In 1472, the city council of Amsterdam allegedly prohibited snowball fights for reasons of public safety, a prohibition which occasionally finds its way into lists of strange laws. The law, if it ever existed, is not presently enforced.

Several localities have passed ordinances prohibiting snowball fights, typically as part of a larger prohibition on thrown missiles. In 2018, the town council of Severance, Colorado unanimously overturned one such ban after hearing from a local youth. Similarly, after its "snowball ordinance" became the subject of national news coverage, the city of Wausau, Wisconsin chose to remove the word "snowball" from a list of dangerous objects specifically prohibited from being thrown on public property.

Many elementary schools prohibit snowball fights because children will often inadvertently fashion snowballs with snow that contains small rocks, ice, or other debris, potentially causing serious injury when thrown.

===Large snowball fights===
In 1838, a snowball fight between students at the University of Edinburgh and local tradesmen turned violent and led to suppression by armed police and the Scottish army.

During the American Civil War, on January 29, 1863, the largest military snow exchange occurred in the Rappahannock Valley in Northern Virginia. What began as a few hundred men from Texas plotting a friendly fight against their Arkansas camp mates soon escalated into a brawl that involved 9,000 soldiers of the Army of Northern Virginia.

In his memoir of the American Civil War, Samuel H. Sprott describes a snowball battle that occurred early in 1864 involving the Army of Tennessee. Sprott states that the fight started when Strahl’s Brigade was attacked by a brigade of Breckenridge’s Division, but soon other brigades became involved, and ultimately five or six thousand men were engaged.

On January 29, 2005, a crowd of 3,027 people gathered in the town of Wauconda, Illinois, for a snowball fight organized by Bill Lutz, a Lions Club member and risk assessment manager for the Wauconda Park District. The town receivied a mention in the 2006 Guinness Book of World Records.

On October 14, 2009, 5,768 people in Leuven, Belgium, took part in a University of Pennsylvania–funded snowball fight and broke the world record for the largest snowball fight.

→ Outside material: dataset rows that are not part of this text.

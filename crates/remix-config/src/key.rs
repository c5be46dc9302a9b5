//! The fixed set of configuration keys

use std::fmt;
use std::str::FromStr;

use serde::{Deserialize, Serialize};

use crate::error::Error;

/// A configuration key
///
/// Patches are keyed maps, but only these keys exist. Variants are declared
/// in the camelCase name order used for serialization.
#[derive(Debug, Clone, Copy, PartialEq, Eq, PartialOrd, Ord, Hash, Serialize, Deserialize)]
pub enum ConfigKey {
    #[serde(rename = "appDirectory")]
    AppDirectory,
    #[serde(rename = "buildDirectory")]
    BuildDirectory,
    #[serde(rename = "buildEnd")]
    BuildEnd,
    #[serde(rename = "future")]
    Future,
    #[serde(rename = "ignoredRouteFiles")]
    IgnoredRouteFiles,
    #[serde(rename = "manifest")]
    Manifest,
    #[serde(rename = "presets")]
    Presets,
    #[serde(rename = "publicPath")]
    PublicPath,
    #[serde(rename = "routes")]
    Routes,
    #[serde(rename = "serverBuildFile")]
    ServerBuildFile,
    #[serde(rename = "serverBundles")]
    ServerBundles,
    #[serde(rename = "serverModuleFormat")]
    ServerModuleFormat,
    #[serde(rename = "unstable_ssr")]
    UnstableSsr,
}

/// Keys a patch may carry but the merger always discards
///
/// The preset list is fixed before resolution starts; no patch can extend it.
pub const MERGE_DENY_LIST: &[ConfigKey] = &[ConfigKey::Presets];

/// Keys present on every resolved configuration, in serialization order
pub const RESOLVED_KEYS: &[ConfigKey] = &[
    ConfigKey::AppDirectory,
    ConfigKey::BuildDirectory,
    ConfigKey::BuildEnd,
    ConfigKey::Future,
    ConfigKey::Manifest,
    ConfigKey::PublicPath,
    ConfigKey::Routes,
    ConfigKey::ServerBuildFile,
    ConfigKey::ServerBundles,
    ConfigKey::ServerModuleFormat,
    ConfigKey::UnstableSsr,
];

impl ConfigKey {
    /// Every key, in name order
    pub const ALL: &'static [ConfigKey] = &[
        Self::AppDirectory,
        Self::BuildDirectory,
        Self::BuildEnd,
        Self::Future,
        Self::IgnoredRouteFiles,
        Self::Manifest,
        Self::Presets,
        Self::PublicPath,
        Self::Routes,
        Self::ServerBuildFile,
        Self::ServerBundles,
        Self::ServerModuleFormat,
        Self::UnstableSsr,
    ];

    pub fn as_str(self) -> &'static str {
        match self {
            Self::AppDirectory => "appDirectory",
            Self::BuildDirectory => "buildDirectory",
            Self::BuildEnd => "buildEnd",
            Self::Future => "future",
            Self::IgnoredRouteFiles => "ignoredRouteFiles",
            Self::Manifest => "manifest",
            Self::Presets => "presets",
            Self::PublicPath => "publicPath",
            Self::Routes => "routes",
            Self::ServerBuildFile => "serverBuildFile",
            Self::ServerBundles => "serverBundles",
            Self::ServerModuleFormat => "serverModuleFormat",
            Self::UnstableSsr => "unstable_ssr",
        }
    }

    /// Whether the key holds behavior rather than data
    pub fn is_function(self) -> bool {
        matches!(self, Self::BuildEnd | Self::ServerBundles)
    }

    /// Whether the merger drops this key
    pub fn is_merge_denied(self) -> bool {
        MERGE_DENY_LIST.contains(&self)
    }
}

impl fmt::Display for ConfigKey {
    fn fmt(&self, f: &mut fmt::Formatter<'_>) -> fmt::Result {
        f.write_str(self.as_str())
    }
}

impl FromStr for ConfigKey {
    type Err = Error;

    fn from_str(s: &str) -> Result<Self, Self::Err> {
        Self::ALL
            .iter()
            .copied()
            .find(|key| key.as_str() == s)
            .ok_or_else(|| Error::UnknownConfigKey { key: s.to_string() })
    }
}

Bataille de neige, an 1897 French silent film depicting a snowball fight

On December 9, 2009, an estimated crowd of over 4,000 students at the University of Wisconsin–Madison participated in a snowball fight on Bascom Hill. There were reports of several injuries, mainly broken noses, and some vandalism, mainly stolen lunch trays from Memorial Union. The snowball fight was scheduled weeks in advance, and was helped by the fact that the University canceled all classes due to 12–16 inches of snow that fell the night before. However, this snowball fight failed to break the record set in October of the same year in Leuven.

On January 22, 2010, 5,387 people in Taebaek, South Korea, set the world record for most people engaged in a snowball fight.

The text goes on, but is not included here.